What norinew said. Prayers for things that will lead to true improvement of my life are always welcome. Prayers that I see the light and come “back” to heterosexuality, or things in similar veins (forgiveness for my horrible sins, etc.) are not, because they’re prayers for things that need no forgiveness or change as requested in them.
I have no problem with religion, nor with Christianity (I consider myself a devout Christian, although at the moment non-denomenational), but only those who believe, often devoutly, something I simply cannot support or claim is correct under any right-minded system of ethics/morality: that my love is false, inferior, a rebellion from God. If that makes me non-PC and judgemental myself, I can live with that. I believe I have a right to judge those who would infringe on my life and my happiness for no reason other than they wouldn’t do it themselves and are ignorant as to why anyone else might think differently.
I am a good person. I am not a perfect person, and I never will be, because human nature is not perfection. I struggle, I fail, and sometimes I do the wrong thing. I do sin.
But my love is no sin. It can be as pure as any straight person’s.
I have loved with such intensity that I would have given my life for the other person’s safety and happiness. I have loved foolishly, I have loved well, I have had requited love, and I have had love unrequited. I have loved without hope of any sort of return or gain for it. I will continue to love throughout my life, because it tells me one more reason why I should get up in the morning when the world seems dark and hopeless. That doesn’t matter, because my life can be lit by one simple smile, a tender touch of a hand.
Those who say this love is a biological or psychological error to be corrected do not understand its beauty. Those who say it is an inborn trait I must suppress do not understand its power. I will do neither, because God would not wish it.

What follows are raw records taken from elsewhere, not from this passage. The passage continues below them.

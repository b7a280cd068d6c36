//! Keyboard input understood by the grid and its rows.

/// Navigation keys, named after their `KeyboardEvent.key` values.
#[derive(Debug, Clone, Copy, PartialEq, Eq, Hash)]
pub enum NavKey {
    ArrowUp,
    ArrowDown,
    ArrowLeft,
    ArrowRight,
    PageUp,
    PageDown,
    Home,
    End,
}

impl NavKey {
    /// Map a DOM `KeyboardEvent.key` string. Anything else is not ours.
    pub fn from_key(key: &str) -> Option<Self> {
        match key {
            "ArrowUp" => Some(Self::ArrowUp),
            "ArrowDown" => Some(Self::ArrowDown),
            "ArrowLeft" => Some(Self::ArrowLeft),
            "ArrowRight" => Some(Self::ArrowRight),
            "PageUp" => Some(Self::PageUp),
            "PageDown" => Some(Self::PageDown),
            "Home" => Some(Self::Home),
            "End" => Some(Self::End),
            _ => None,
        }
    }

    pub fn as_key(self) -> &'static str {
        match self {
            Self::ArrowUp => "ArrowUp",
            Self::ArrowDown => "ArrowDown",
            Self::ArrowLeft => "ArrowLeft",
            Self::ArrowRight => "ArrowRight",
            Self::PageUp => "PageUp",
            Self::PageDown => "PageDown",
            Self::Home => "Home",
            Self::End => "End",
        }
    }
}

/// A key press together with the modifier that changes its meaning.
///
/// Ctrl (or Meta on macOS) turns Home/End from row moves into grid moves.
#[derive(Debug, Clone, Copy, PartialEq, Eq)]
pub struct KeyInput {
    pub key: NavKey,
    pub ctrl: bool,
}

impl KeyInput {
    pub fn new(key: NavKey) -> Self {
        Self { key, ctrl: false }
    }

    pub fn with_ctrl(key: NavKey) -> Self {
        Self { key, ctrl: true }
    }

    pub fn parse(key: &str, ctrl: bool) -> Option<Self> {
        NavKey::from_key(key).map(|key| Self { key, ctrl })
    }

    /// Parse a CLI-style chord such as `Down`, `ArrowDown` or `Ctrl+End`.
    pub fn parse_chord(chord: &str) -> Option<Self> {
        let (ctrl, name) = match chord.split_once('+') {
            Some((modifier, name)) if modifier.eq_ignore_ascii_case("ctrl") => (true, name),
            Some(_) => return None,
            None => (false, chord),
        };
        let key = NavKey::from_key(name).or_else(|| match name {
            "Up" => Some(NavKey::ArrowUp),
            "Down" => Some(NavKey::ArrowDown),
            "Left" => Some(NavKey::ArrowLeft),
            "Right" => Some(NavKey::ArrowRight),
            _ => None,
        })?;
        Some(Self { key, ctrl })
    }

    /// The move this key requests inside a single row, if any.
    ///
    /// Home/End only stay within the row when Ctrl is not held.
    pub fn row_direction(&self) -> Option<RowDirection> {
        match (self.key, self.ctrl) {
            (NavKey::ArrowLeft, _) => Some(RowDirection::Left),
            (NavKey::ArrowRight, _) => Some(RowDirection::Right),
            (NavKey::Home, false) => Some(RowDirection::Home),
            (NavKey::End, false) => Some(RowDirection::End),
            _ => None,
        }
    }

    /// The move this key requests across rows, if any.
    pub fn grid_direction(&self) -> Option<GridDirection> {
        match (self.key, self.ctrl) {
            (NavKey::ArrowUp, _) => Some(GridDirection::Up),
            (NavKey::ArrowDown, _) => Some(GridDirection::Down),
            (NavKey::PageUp, _) => Some(GridDirection::PageUp),
            (NavKey::PageDown, _) => Some(GridDirection::PageDown),
            (NavKey::Home, true) => Some(GridDirection::Home),
            (NavKey::End, true) => Some(GridDirection::End),
            _ => None,
        }
    }
}

/// Horizontal moves resolved by the row navigator.
#[derive(Debug, Clone, Copy, PartialEq, Eq, Hash)]
pub enum RowDirection {
    Left,
    Right,
    Home,
    End,
}

/// Moves resolved by the grid navigator.
///
/// `Home` and `End` here are the Ctrl-modified variants.
#[derive(Debug, Clone, Copy, PartialEq, Eq, Hash)]
pub enum GridDirection {
    Up,
    Down,
    PageUp,
    PageDown,
    Home,
    End,
}

#[cfg(test)]
#[allow(clippy::unwrap_used, clippy::expect_used, clippy::panic)]
mod tests {
    use super::*;

    #[test]
    fn test_home_end_split_on_ctrl() {
        let home = KeyInput::new(NavKey::Home);
        assert_eq!(home.row_direction(), Some(RowDirection::Home));
        assert_eq!(home.grid_direction(), None);

        let ctrl_home = KeyInput::with_ctrl(NavKey::Home);
        assert_eq!(ctrl_home.row_direction(), None);
        assert_eq!(ctrl_home.grid_direction(), Some(GridDirection::Home));
    }

    #[test]
    fn test_arrows_ignore_ctrl() {
        let left = KeyInput::with_ctrl(NavKey::ArrowLeft);
        assert_eq!(left.row_direction(), Some(RowDirection::Left));
        let down = KeyInput::with_ctrl(NavKey::ArrowDown);
        assert_eq!(down.grid_direction(), Some(GridDirection::Down));
    }

    #[test]
    fn test_parse_dom_keys() {
        assert_eq!(
            KeyInput::parse("PageDown", false),
            Some(KeyInput::new(NavKey::PageDown))
        );
        assert_eq!(KeyInput::parse("Tab", false), None);
        assert_eq!(KeyInput::parse("arrowup", false), None);
    }

    #[test]
    fn test_parse_chord() {
        assert_eq!(
            KeyInput::parse_chord("Ctrl+End"),
            Some(KeyInput::with_ctrl(NavKey::End))
        );
        assert_eq!(
            KeyInput::parse_chord("Down"),
            Some(KeyInput::new(NavKey::ArrowDown))
        );
        assert_eq!(KeyInput::parse_chord("Shift+End"), None);
        assert_eq!(KeyInput::parse_chord("Ctrl+Q"), None);
    }

    #[test]
    fn test_key_names_round_trip() {
        for key in [NavKey::ArrowUp, NavKey::PageDown, NavKey::End] {
            assert_eq!(NavKey::from_key(key.as_key()), Some(key));
        }
    }
}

Jesus believed and understood the power in all forms of love. He wished for his disciples to spread love far and wide, without reservation or hesitation, because it is the one gift we can give to the world without expectations, yet receive back a hundredfold.
I will give every form of love I can. I love my family, I love my community, I love my country, the world, and all things in it. And one day I will hopefully love a husband, with all my heart, mind, body, and soul.
Why? Because Jesus wants me to.
(PS: This was not precisely directed at you, Polycarp. I just sorta got on a rant and it flowed from there.)